Prep 5 mins
Cook 45 mins
This really sounds yummy....Woman's Day Magazine
- 3 cups baking mix
- 1 cup shredded cheddar cheese
- 2 eggs, Lightly Beaten
- 1⁄3 cup milk
- 1 (14 1/2 ounce) can diced tomatoes with juice
- Heat Oven to 350 Degrees.
- Coat two 8 1/2 x 4 1/2 x 2 1/2- inch loaf pans with non-stick cooking spray.
- Stir together baking mix, shredded cheese and salt to taste in a large bowl.
- Make well in center of mixture.
- Add eggs, milk and tomatoes to well.
- Stir just until the dry ingredients are moistened.
- Divide batter evenly between the pre-pared loaf pans.
- Bake for 45 minutes or until a toothpick inserted comes out clean.
- Cool pans on rack 5 minutes.
- Turn out of pans.
- Serve warm.
This is a wonderful bread--so easy and so tasty! I, too, split the recipe in half and I baked it in a 9x5 pan--baked for 42 minutes and it turned out terrific. Went together quickly and was ready to bake in what seemed like a flash! Served it with bean soup and a green salad and the bread just completed the meal! Thank you for posting this!
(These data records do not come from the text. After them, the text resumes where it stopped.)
//! Inspect or initialize the configuration file.

use anyhow::{Context, Result};
use quire_core::Config;

use crate::output::{self, OutputFormat};

/// Execute the config command.
pub fn execute(show_path: bool, init: bool, format: OutputFormat) -> Result<()> {
    let path = Config::resolve_path()?;
    if show_path {
        println!("{}", path.display());
        return Ok(());
    }

    let config = Config::load()?;
    if init {
        // Secrets come from the environment; never write them to disk.
        let mut on_disk = config;
        on_disk.backend.api_key = None;
        on_disk.save(&path)?;
        println!("Wrote {}", path.display());
        return Ok(());
    }

    let redacted = config.redacted();
    if format == OutputFormat::Json {
        return output::print_json(&redacted);
    }
    let rendered = toml::to_string_pretty(&redacted).context("Failed to render configuration")?;
    println!("# {}", path.display());
    print!("{rendered}");
    Ok(())
}
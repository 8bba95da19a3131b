//! Persistence gateway boundary.
//!
//! The pipeline writes through [`PersistenceGateway`] and never assumes a
//! particular backend. Two implementations ship with the crate:
//!
//! - [`MemoryStore`]: process-local, used by tests and the offline CLI paths
//! - [`FileStore`]: JSON files under a data directory with atomic writes
//!
//! ## Write semantics
//!
//! All writes are keyed upserts. Writing the same state twice is a no-op
//! that still succeeds, so a retried write is harmless. Sections can only be
//! written once the document shell exists, and a failure record never
//! overwrites a persisted section.

mod file;
mod memory;

use std::collections::BTreeMap;

use async_trait::async_trait;

use crate::{Document, DocumentId, DocumentShell, Result, SectionRecord, SectionStatus};

pub use file::FileStore;
pub use memory::MemoryStore;

/// Durable storage for document shells and sections.
#[async_trait]
pub trait PersistenceGateway: Send + Sync {
    /// Create or replace the document shell.
    ///
    /// Existing section records are kept for indices still in the outline.
    async fn upsert_shell(&self, id: &DocumentId, shell: &DocumentShell) -> Result<()>;

    /// Store generated content for a section.
    ///
    /// Fails with [`Error::NotFound`](crate::Error::NotFound) when the
    /// document has no shell yet.
    async fn upsert_section(&self, id: &DocumentId, index: u32, content: &str) -> Result<()>;

    /// Record that a section could not be generated.
    ///
    /// Ignored when the section is already persisted.
    async fn record_section_failure(&self, id: &DocumentId, index: u32, reason: &str)
    -> Result<()>;

    /// Load the shell and every section written so far.
    async fn load_document(&self, id: &DocumentId) -> Result<Option<Document>>;
}

/// What a write would do to the stored sections.
#[derive(Debug, Clone, PartialEq, Eq)]
pub(crate) enum SectionWrite {
    /// Same state is already stored.
    Unchanged,
    /// A persisted section must not be downgraded to failed.
    KeepPersisted,
    /// Store the new record.
    Store(SectionRecord),
}

/// Decide how a new section record combines with the stored one.
pub(crate) fn plan_section_write(
    existing: Option<&SectionRecord>,
    incoming: SectionRecord,
) -> SectionWrite {
    match existing {
        Some(current) if current.same_state(&incoming) => SectionWrite::Unchanged,
        Some(current)
            if current.status == SectionStatus::Persisted
                && incoming.status == SectionStatus::Failed =>
        {
            SectionWrite::KeepPersisted
        },
        _ => SectionWrite::Store(incoming),
    }
}

/// Whether a section record belongs with the shell. Section 1 lives in the
/// shell itself.
pub(crate) fn keeps_section(shell: &DocumentShell, index: u32) -> bool {
    index > 1 && shell.table_of_contents.iter().any(|entry| entry.index == index)
}

/// Drop section records whose index is no longer in the outline.
pub(crate) fn retain_outline_sections(
    sections: &mut BTreeMap<u32, SectionRecord>,
    shell: &DocumentShell,
) {
    sections.retain(|index, _| keeps_section(shell, *index));
}

#[cfg(test)]
mod tests {
    use super::*;

    #[test]
    fn test_plan_section_write() {
        let persisted = SectionRecord::persisted(2, "body");
        assert_eq!(
            plan_section_write(Some(&persisted), SectionRecord::persisted(2, "body")),
            SectionWrite::Unchanged
        );
        assert_eq!(
            plan_section_write(Some(&persisted), SectionRecord::failed(2, "late failure")),
            SectionWrite::KeepPersisted
        );
        assert!(matches!(
            plan_section_write(Some(&persisted), SectionRecord::persisted(2, "new body")),
            SectionWrite::Store(_)
        ));

        let failed = SectionRecord::failed(3, "exhausted");
        assert!(matches!(
            plan_section_write(Some(&failed), SectionRecord::persisted(3, "retried")),
            SectionWrite::Store(_)
        ));
        assert!(matches!(
            plan_section_write(None, SectionRecord::failed(3, "x")),
            SectionWrite::Store(_)
        ));
    }
}
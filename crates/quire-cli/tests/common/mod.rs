#![allow(clippy::expect_used, clippy::unwrap_used)]

use assert_cmd::Command;
use std::path::Path;
use std::time::Duration;

#[allow(dead_code)]
pub const CMD_TIMEOUT: Duration = Duration::from_secs(30);

/// Unroutable backend, so an accidental call fails fast instead of leaving the machine.
#[allow(dead_code)]
pub const DEAD_BACKEND: &str = "http://127.0.0.1:9/v1/chat/completions";

#[allow(dead_code)]
pub const SESSION_TOKEN: &str = "cli-session-0123456789";

/// Create a `quire` command isolated under `dir`.
///
/// Config and data both live in `dir`; the backend points nowhere unless the
/// test overrides `QUIRE_API_URL`.
#[allow(dead_code)]
pub fn quire_cmd(dir: &Path) -> Command {
    let mut cmd = Command::new(assert_cmd::cargo::cargo_bin!("quire"));
    cmd.timeout(CMD_TIMEOUT);
    cmd.env("QUIRE_CONFIG", dir.join("config.toml"));
    cmd.env("QUIRE_DATA_DIR", dir.join("data"));
    cmd.env("QUIRE_API_URL", DEAD_BACKEND);
    cmd.env_remove("QUIRE_API_KEY");
    cmd.env_remove("QUIRE_MODEL");
    cmd.env_remove("QUIRE_SESSION_TOKEN");
    cmd.env("NO_COLOR", "1");
    cmd
}

/// Chat-completions body carrying `content` as the assistant message.
#[allow(dead_code)]
pub fn completion(content: &str) -> serde_json::Value {
    serde_json::json!({
        "id": "chatcmpl-test",
        "object": "chat.completion",
        "choices": [{
            "index": 0,
            "message": { "role": "assistant", "content": content },
            "finish_reason": "stop"
        }]
    })
}
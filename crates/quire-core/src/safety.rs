//! Intent safety gate.
//!
//! Topics containing an allow-listed phrase as a whole word pass without a
//! backend call, unless they also mention a review term. Everything else gets exactly one classification call (no retries, short
//! timeout). If that call fails or its answer cannot be read, the gate fails
//! open: the topic is allowed and the verdict is marked
//! [`VerdictSource::FailOpen`](crate::VerdictSource::FailOpen) so the outcome
//! stays visible in logs and responses.

use regex::Regex;
use serde::Serialize;
use serde_json::Value;
use tracing::{debug, info, warn};

use crate::client::{GenerationClient, RetryPolicy};
use crate::config::SafetyConfig;
use crate::prompt::PromptBuilder;
use crate::scan;
use crate::{Error, Result, SafetyVerdict, ShellWarning};

/// Allow-list check plus a single backend classification.
#[derive(Debug, Clone)]
pub struct SafetyGate {
    client: GenerationClient,
    prompts: PromptBuilder,
    policy: RetryPolicy,
    lists: TopicLists,
}

impl SafetyGate {
    /// Create a gate. List entries are matched case-insensitively as whole words.
    pub fn new(
        client: GenerationClient,
        prompts: PromptBuilder,
        config: &SafetyConfig,
    ) -> Result<Self> {
        Ok(Self {
            client,
            prompts,
            policy: RetryPolicy::single_attempt(config.classifier_timeout()),
            lists: TopicLists::new(config)?,
        })
    }

    /// Allow-listed phrase that lets the topic skip classification.
    #[must_use]
    pub fn allow_list_match(&self, topic: &str) -> Option<String> {
        self.lists.allow_list_match(topic)
    }

    /// Decide whether the topic may be processed. Never fails.
    pub async fn evaluate(&self, topic: &str) -> SafetyVerdict {
        if let Some(term) = self.allow_list_match(topic) {
            info!(%term, "topic allow-listed; skipping safety classification");
            return SafetyVerdict::allow_listed();
        }

        let payload = self.prompts.safety(topic);
        let raw = match self.client.generate_with(&payload, self.policy).await {
            Ok(raw) => raw,
            Err(err) => {
                warn!(error = %err, "safety classification failed; failing open");
                return SafetyVerdict::fail_open(format!("classifier unavailable: {err}"));
            },
        };

        match parse_verdict(&raw) {
            Some(verdict) => {
                info!(
                    allowed = verdict.allowed,
                    reason = verdict.reason.as_deref().unwrap_or(""),
                    "safety classification complete"
                );
                verdict
            },
            None => {
                warn!(
                    response_chars = raw.chars().count(),
                    "unreadable safety classification; failing open"
                );
                SafetyVerdict::fail_open("classifier response could not be parsed")
            },
        }
    }

    /// Warnings for watch-listed trademark terms in the topic.
    #[must_use]
    pub fn trademark_warnings(&self, topic: &str) -> Vec<ShellWarning> {
        self.lists
            .trademarks
            .matches(topic)
            .into_iter()
            .map(|term| ShellWarning::TrademarkReference { term })
            .collect()
    }
}

/// Case-insensitive whole-word matcher over a list of phrases.
#[derive(Debug, Clone)]
struct TermMatcher {
    pattern: Option<Regex>,
}

impl TermMatcher {
    fn new(terms: &[String]) -> Result<Self> {
        let alternatives: Vec<String> = terms
            .iter()
            .map(|term| term.trim())
            .filter(|term| !term.is_empty())
            .map(regex::escape)
            .collect();
        if alternatives.is_empty() {
            return Ok(Self { pattern: None });
        }
        let pattern = Regex::new(&format!(r"(?i)\b(?:{})\b", alternatives.join("|")))
            .map_err(|e| Error::Config(format!("Invalid safety term list: {e}")))?;
        Ok(Self {
            pattern: Some(pattern),
        })
    }

    fn first_match(&self, topic: &str) -> Option<String> {
        self.pattern
            .as_ref()?
            .find(topic)
            .map(|found| found.as_str().to_lowercase())
    }

    /// Distinct matches in topic order.
    fn matches(&self, topic: &str) -> Vec<String> {
        let Some(pattern) = &self.pattern else {
            return Vec::new();
        };
        let mut found: Vec<String> = Vec::new();
        for term in pattern.find_iter(topic).map(|m| m.as_str().to_lowercase()) {
            if !found.contains(&term) {
                found.push(term);
            }
        }
        found
    }
}

/// Compiled safety lists.
#[derive(Debug, Clone)]
struct TopicLists {
    allow_list: TermMatcher,
    review_terms: TermMatcher,
    trademarks: TermMatcher,
}

impl TopicLists {
    fn new(config: &SafetyConfig) -> Result<Self> {
        Ok(Self {
            allow_list: TermMatcher::new(&config.allow_list)?,
            review_terms: TermMatcher::new(&config.review_terms)?,
            trademarks: TermMatcher::new(&config.trademark_watchlist)?,
        })
    }

    fn allow_list_match(&self, topic: &str) -> Option<String> {
        let term = self.allow_list.first_match(topic)?;
        if let Some(review) = self.review_terms.first_match(topic) {
            debug!(%term, %review, "allow-listed topic mentions a review term");
            return None;
        }
        Some(term)
    }
}

/// List matches for a topic, computed without a backend call.
#[derive(Debug, Clone, Default, PartialEq, Eq, Serialize)]
#[serde(rename_all = "camelCase")]
pub struct TopicScreen {
    /// Allow-listed phrase that would skip classification.
    pub allow_listed: Option<String>,
    /// Watch-listed trademark terms mentioned by the topic.
    pub trademarks: Vec<String>,
}

/// Check a topic against the configured lists only.
pub fn screen_topic(config: &SafetyConfig, topic: &str) -> Result<TopicScreen> {
    let lists = TopicLists::new(config)?;
    Ok(TopicScreen {
        allow_listed: lists.allow_list_match(topic),
        trademarks: lists.trademarks.matches(topic),
    })
}

/// Read `{"allowed": bool, "reason": string}` from a classifier answer.
///
/// `allowed` may also arrive as the string `"true"`/`"false"`.
fn parse_verdict(raw: &str) -> Option<SafetyVerdict> {
    let (clean, _) = scan::sanitize(raw);
    let candidate = scan::json_object_slice(&clean)?;
    let value: Value = serde_json::from_str(candidate).ok()?;

    let allowed = match value.get("allowed")? {
        Value::Bool(flag) => *flag,
        Value::String(text) => match text.trim().to_ascii_lowercase().as_str() {
            "true" | "yes" => true,
            "false" | "no" => false,
            _ => return None,
        },
        _ => return None,
    };
    let reason = value
        .get("reason")
        .and_then(Value::as_str)
        .map(str::trim)
        .filter(|reason| !reason.is_empty())
        .map(str::to_string);

    Some(SafetyVerdict::classified(allowed, reason))
}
Wonderful flavor in this bread. I was amazed of how good it turned out. I did halve the recipe and made two mini loafs. DH and I really enjoyed these loafs. I have one saved for tomorrow :) I am thinking on making biscuits with this recipe next time. I believe that really will hit the spot!! Thanks for sharing your recipe.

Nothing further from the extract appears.